HDAC inhibitors have been studied extensively in hematologic malignancies, and attention has turned to myelofibrosis. In a phase I trial, 34 patients received the HDAC inhibitor panobinostat (Farydak) and ruxolitinib. A majority of patients had reductions in spleen volume. Additionally, 4 of 12 evaluable patients had improvement in bone marrow fibrosis, and 5 of 17 evaluable patients had a greater than 20% decrease in JAK2 allele burden.

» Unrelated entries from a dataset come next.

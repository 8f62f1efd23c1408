//! Per-column filtering
//!
//! Each column carries at most one FilterSpec. All active specs AND together.
//! Evaluation is a pure function of the records and the specs.

use std::collections::BTreeMap;

use roster_common::{Cell, Error, Record, Result};
use serde::{Deserialize, Serialize};

use crate::columns::ColumnKind;

/// Filter operators for column predicates
#[derive(Debug, Clone, Copy, PartialEq, Eq, Default, Serialize, Deserialize)]
#[serde(rename_all = "snake_case")]
pub enum FilterOperator {
    /// No filter
    #[default]
    None,

    // Numeric comparisons
    GreaterThan,
    GreaterOrEqual,
    LessThan,
    LessOrEqual,
    NumericEquals,

    // Case-insensitive text matching
    TextEquals,
    Contains,
    StartsWith,
    EndsWith,

    /// Null, missing or empty string (both kinds)
    IsNull,
}

const NUMERIC_OPERATORS: &[FilterOperator] = &[
    FilterOperator::None,
    FilterOperator::GreaterThan,
    FilterOperator::GreaterOrEqual,
    FilterOperator::LessThan,
    FilterOperator::LessOrEqual,
    FilterOperator::NumericEquals,
    FilterOperator::IsNull,
];

const TEXT_OPERATORS: &[FilterOperator] = &[
    FilterOperator::None,
    FilterOperator::TextEquals,
    FilterOperator::Contains,
    FilterOperator::StartsWith,
    FilterOperator::EndsWith,
    FilterOperator::IsNull,
];

impl FilterOperator {
    /// Operators offered for a column kind, in display order
    pub fn for_kind(kind: ColumnKind) -> &'static [FilterOperator] {
        match kind {
            ColumnKind::Numeric => NUMERIC_OPERATORS,
            ColumnKind::Text => TEXT_OPERATORS,
        }
    }

    pub fn applies_to(&self, kind: ColumnKind) -> bool {
        Self::for_kind(kind).contains(self)
    }

    /// Short token used by the filter form and the command line
    pub fn token(&self) -> &'static str {
        match self {
            Self::None => "",
            Self::GreaterThan => ">",
            Self::GreaterOrEqual => ">=",
            Self::LessThan => "<",
            Self::LessOrEqual => "<=",
            Self::NumericEquals => "=",
            Self::TextEquals => "equals",
            Self::Contains => "contains",
            Self::StartsWith => "starts",
            Self::EndsWith => "ends",
            Self::IsNull => "null",
        }
    }

    pub fn from_token(token: &str) -> Result<Self> {
        let op = match token.trim() {
            "" => Self::None,
            ">" => Self::GreaterThan,
            ">=" => Self::GreaterOrEqual,
            "<" => Self::LessThan,
            "<=" => Self::LessOrEqual,
            "=" => Self::NumericEquals,
            "equals" => Self::TextEquals,
            "contains" => Self::Contains,
            "starts" => Self::StartsWith,
            "ends" => Self::EndsWith,
            "null" => Self::IsNull,
            other => {
                return Err(Error::Validation(format!(
                    "Unknown filter operator: {}",
                    other
                )))
            }
        };
        Ok(op)
    }

    pub fn label(&self) -> &'static str {
        match self {
            Self::None => "No filter",
            Self::GreaterThan => "Greater than",
            Self::GreaterOrEqual => "Greater or equal",
            Self::LessThan => "Less than",
            Self::LessOrEqual => "Less or equal",
            Self::NumericEquals | Self::TextEquals => "Equals",
            Self::Contains => "Contains",
            Self::StartsWith => "Starts with",
            Self::EndsWith => "Ends with",
            Self::IsNull => "Is null",
        }
    }

    /// Returns true if this operator reads the comparison value
    pub fn requires_value(&self) -> bool {
        !matches!(self, Self::None | Self::IsNull)
    }

    fn is_numeric(&self) -> bool {
        matches!(
            self,
            Self::GreaterThan
                | Self::GreaterOrEqual
                | Self::LessThan
                | Self::LessOrEqual
                | Self::NumericEquals
        )
    }
}

/// One column's operator and comparison value
#[derive(Debug, Clone, PartialEq, Default, Serialize, Deserialize)]
pub struct FilterSpec {
    pub operator: FilterOperator,
    #[serde(default)]
    pub value: String,
}

impl FilterSpec {
    pub fn new(operator: FilterOperator, value: impl Into<String>) -> Self {
        Self {
            operator,
            value: value.into(),
        }
    }

    pub fn is_active(&self) -> bool {
        self.operator != FilterOperator::None
    }

    /// Evaluate this spec against one cell
    pub fn matches(&self, cell: Cell<'_>) -> bool {
        match self.operator {
            FilterOperator::None => true,
            // Independent of the value text
            FilterOperator::IsNull => cell.is_blank(),
            _ if self.value.is_empty() => true,
            op if op.is_numeric() => {
                // Non-numeric filter text leaves the column unfiltered
                let Some(target) = parse_filter_number(&self.value) else {
                    return true;
                };
                let Some(n) = cell.as_number() else {
                    return false;
                };
                match op {
                    FilterOperator::GreaterThan => n > target,
                    FilterOperator::GreaterOrEqual => n >= target,
                    FilterOperator::LessThan => n < target,
                    FilterOperator::LessOrEqual => n <= target,
                    _ => n == target,
                }
            }
            op => {
                let text = cell.to_text().to_lowercase();
                let needle = self.value.to_lowercase();
                match op {
                    FilterOperator::TextEquals => text == needle,
                    FilterOperator::Contains => text.contains(&needle),
                    FilterOperator::StartsWith => text.starts_with(&needle),
                    _ => text.ends_with(&needle),
                }
            }
        }
    }
}

fn parse_filter_number(value: &str) -> Option<f64> {
    value.trim().parse::<f64>().ok().filter(|n| !n.is_nan())
}

/// Column -> FilterSpec mapping; only active specs are stored
#[derive(Debug, Clone, Default, PartialEq, Serialize, Deserialize)]
pub struct FilterSet {
    specs: BTreeMap<String, FilterSpec>,
}

impl FilterSet {
    pub fn new() -> Self {
        Self::default()
    }

    /// Store a spec; an inactive spec removes the column's entry
    pub fn set(&mut self, column: &str, spec: FilterSpec) {
        if spec.is_active() {
            self.specs.insert(column.to_string(), spec);
        } else {
            self.specs.remove(column);
        }
    }

    pub fn remove(&mut self, column: &str) -> Option<FilterSpec> {
        self.specs.remove(column)
    }

    pub fn clear(&mut self) {
        self.specs.clear();
    }

    pub fn get(&self, column: &str) -> Option<&FilterSpec> {
        self.specs.get(column)
    }

    pub fn has_active(&self) -> bool {
        self.specs.values().any(FilterSpec::is_active)
    }

    pub fn len(&self) -> usize {
        self.specs.len()
    }

    pub fn is_empty(&self) -> bool {
        self.specs.is_empty()
    }

    pub fn iter(&self) -> impl Iterator<Item = (&str, &FilterSpec)> {
        self.specs.iter().map(|(col, spec)| (col.as_str(), spec))
    }

    /// True when every active spec passes for this record
    pub fn matches(&self, record: &Record) -> bool {
        self.specs
            .iter()
            .all(|(column, spec)| spec.matches(record.get(column)))
    }

    /// Keep the records that pass every active spec, preserving order
    pub fn apply<'a, I>(&self, records: I) -> Vec<&'a Record>
    where
        I: IntoIterator<Item = &'a Record>,
    {
        records.into_iter().filter(|r| self.matches(r)).collect()
    }
}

Potential epigenetic strategies have included evaluation of hypomethylating agents. Single-agent activity has been observed, but responses have generally been modest, said Rampal.
More recently, decitabine was given with ruxolitinib to a group of patients with myelodysplastic/myeloproliferative neoplasms. Two-thirds of patients had objective responses, and reductions in spleen size were also observed. Rampal and colleagues are conducting a phase I/II trial of ruxolitinib and azacytidine in patients with myelofibrosis and hope to report initial findings at the 2016 American Society of Hematology annual meeting in December.
CHZ868, a novel type II JAK inhibitor, demonstrated inhibition of JAK signaling in preclinical studies involving cells that exhibit persistence, activation of JAK signaling when exposed to a conventional JAK inhibitor. Another agent that has shown promise in preclinical evaluation is LSD1, a lysine-specific HDAC inhibitor.
“The achievement of remission on a molecular and biologic level will likely require targeting of other pathways aside from JAK-STAT,” said Rampal. “Combinatorial studies, utilizing agents with non-overlapping toxicities, represent a reasonable and rational approach to ongoing and future investigations.”
Two randomized phase III trials provided evidence supporting the approval of the selective JAK 1/2 inhibitor ruxolitinib (Jakafi) for myelofibrosis.